Her full name was Bethel Georgia Newton and she was a mixed bag of human elements. In the looks department she was all bleached blonde and classic cheerleader figure: a carefully cultivated complexion and polished-tooth smile. Neither svelte, nor-buxom, a kind of perfect “in-between” for her 5’6”, athletic, but in that soft, not-overdone sort of way, with well-toned leg muscles, but not rippling ones. On the socio-economic side she was middle class and far removed from the culture of the street, the stoop or the ‘hood. Yet when it came to experience of life she wasn’t entirely naïve. She might not exactly have been streetwise, but she had tasted the bitter taste of life.

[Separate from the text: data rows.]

//! Concurrent option-value sets with per-entry locking.

use std::any::Any;
use std::collections::HashMap;
use std::fmt;
use std::sync::Arc;

use parking_lot::RwLock;
use tracing::trace;

use crate::error::{QueryError, Result};

use super::attributes::ConnectionAttributes;
use super::option::{ClientOption, ErasedValue, OptionRegistry, OptionValue};

#[derive(Clone)]
struct Entry {
    /// `None` records an explicit null.
    value: Option<ErasedValue>,
    locked: bool,
    connection_attribute: bool,
}

/// A set of option values.
///
/// Reads and writes are atomic per key. An entry stored with `locked = true`
/// can never be replaced or removed.
#[derive(Default)]
pub struct Options {
    entries: RwLock<HashMap<String, Entry>>,
}

impl Options {
    /// Create an empty set.
    pub fn new() -> Self {
        Self::default()
    }

    /// Store a value, replacing any unlocked entry.
    pub fn add<T: OptionValue>(&self, option: &ClientOption<T>, value: T) -> Result<()> {
        self.insert(option, Some(value), false)
    }

    /// Store a value and lock the entry against further changes.
    pub fn add_locked<T: OptionValue>(&self, option: &ClientOption<T>, value: T) -> Result<()> {
        self.insert(option, Some(value), true)
    }

    /// Record an explicit null. It reads back as the default.
    pub fn add_null<T: OptionValue>(&self, option: &ClientOption<T>) -> Result<()> {
        self.insert(option, None, false)
    }

    fn insert<T: OptionValue>(
        &self,
        option: &ClientOption<T>,
        value: Option<T>,
        locked: bool,
    ) -> Result<()> {
        let mut entries = self.entries.write();
        if entries.get(option.key()).is_some_and(|e| e.locked) {
            return Err(QueryError::OptionLocked {
                key: option.key().to_string(),
            });
        }
        trace!(key = %option, locked, "option set");
        entries.insert(
            option.key().to_string(),
            Entry {
                value: value.map(|v| Arc::new(v) as ErasedValue),
                locked,
                connection_attribute: option.is_connection_attribute(),
            },
        );
        Ok(())
    }

    fn stored<T: OptionValue>(&self, option: &ClientOption<T>) -> Option<T> {
        self.entries
            .read()
            .get(option.key())
            .and_then(|e| e.value.as_ref())
            .and_then(|v| v.downcast_ref::<T>())
            .cloned()
    }

    /// Read a value, falling back to the option default when unset or null.
    pub fn get<T: OptionValue>(&self, option: &ClientOption<T>) -> T {
        self.stored(option)
            .unwrap_or_else(|| option.default_value().clone())
    }

    /// Read a value, falling back to `fallback` when unset or null.
    pub fn get_or<T: OptionValue>(&self, option: &ClientOption<T>, fallback: T) -> T {
        self.stored(option).unwrap_or(fallback)
    }

    /// Check if an entry exists and was stored locked.
    pub fn is_locked<T>(&self, option: &ClientOption<T>) -> bool {
        self.entries
            .read()
            .get(option.key())
            .is_some_and(|e| e.locked)
    }

    /// Check if an entry exists, including explicit nulls.
    pub fn contains<T>(&self, option: &ClientOption<T>) -> bool {
        self.entries.read().contains_key(option.key())
    }

    /// Remove an unlocked entry. Returns `true` if an entry was removed.
    pub fn remove<T>(&self, option: &ClientOption<T>) -> Result<bool> {
        let mut entries = self.entries.write();
        match entries.get(option.key()) {
            Some(e) if e.locked => Err(QueryError::OptionLocked {
                key: option.key().to_string(),
            }),
            Some(_) => {
                entries.remove(option.key());
                Ok(true)
            }
            None => Ok(false),
        }
    }

    /// Number of entries.
    pub fn len(&self) -> usize {
        self.entries.read().len()
    }

    /// Check if the set has no entries.
    pub fn is_empty(&self) -> bool {
        self.entries.read().is_empty()
    }

    /// Copy entries from `other` into this set.
    ///
    /// Entries locked here are kept. Returns the number of entries copied.
    pub fn merge_from(&self, other: &Options) -> usize {
        let source = other.entries.read().clone();
        let mut entries = self.entries.write();
        let mut copied = 0;
        for (key, entry) in source {
            if entries.get(&key).is_some_and(|e| e.locked) {
                continue;
            }
            entries.insert(key, entry);
            copied += 1;
        }
        copied
    }

    /// Copy the effective value of `option` onto a connection.
    ///
    /// Fails with [`QueryError::InvalidOption`] if the option is not a
    /// connection attribute.
    pub fn apply_to<T: OptionValue>(
        &self,
        option: &ClientOption<T>,
        attributes: &ConnectionAttributes,
    ) -> Result<()> {
        if !option.is_connection_attribute() {
            return Err(QueryError::invalid_option(
                option.key(),
                "not a connection attribute",
            ));
        }
        attributes.set(option, self.get(option));
        Ok(())
    }

    /// Seed a new connection's attributes.
    ///
    /// Every auto-create option in `registry` is materialized with its
    /// effective value. Other attribute options are copied only when set.
    pub fn seed_attributes(&self, registry: &OptionRegistry, attributes: &ConnectionAttributes) {
        let entries = self.entries.read();
        for entry in registry.auto_create_entries() {
            let value = entries
                .get(&entry.key)
                .and_then(|e| e.value.clone())
                .filter(|v| Any::type_id(&**v) == entry.type_id)
                .unwrap_or_else(|| Arc::clone(&entry.default));
            attributes.set_erased(&entry.key, value);
        }
        for (key, entry) in entries.iter() {
            if !entry.connection_attribute || attributes.contains(key) {
                continue;
            }
            if let Some(value) = &entry.value {
                attributes.set_erased(key, Arc::clone(value));
            }
        }
    }
}

impl Clone for Options {
    fn clone(&self) -> Self {
        Self {
            entries: RwLock::new(self.entries.read().clone()),
        }
    }
}

impl fmt::Debug for Options {
    fn fmt(&self, f: &mut fmt::Formatter<'_>) -> fmt::Result {
        let entries = self.entries.read();
        let mut keys: Vec<(&String, bool)> = entries.iter().map(|(k, e)| (k, e.locked)).collect();
        keys.sort();
        f.debug_struct("Options").field("entries", &keys).finish()
    }
}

She stood by the roadside in her white tight-fitting T-shirt and shorts that showed every curve of her firm body, holding out her thumb every time a car went by. She thought it would be easy hitching a ride, with her breasts thrusting out in front, straining against her T-shirt, and the perfect ripe complexion of her thighs showing like white silk in the California sunshine. But people were paranoid, she realized now.
A few yards away, her car had broken down and she couldn’t even call for help because the battery of her cell phone was flat. She had made a half-hearted effort to fix the car herself, but she didn’t really have a clue when it came to car engines. So all she could do was flag down a Good Samaritan and ask them to take her to a garage where she could get proper help.
Secretly she was hoping that some good-looking man with technical skills and a cool family fortune would stop and rescue her, not just from the roadside but from the aimless drifting boredom that seemed to have engulfed her life lately. But she would settle for an elderly couple taking her down the road to a pay phone if necessary. Only she wasn’t even getting that.
Life was unfair.
And then her luck changed.
An aquamarine Mercedes slowed down as it approached her. A recent model and from the up-market end of the European car industry. The owner was clearly affluent… and probably young. By the time it had pulled over by the roadside, she could see that the driver, in his late twenties, was a black man.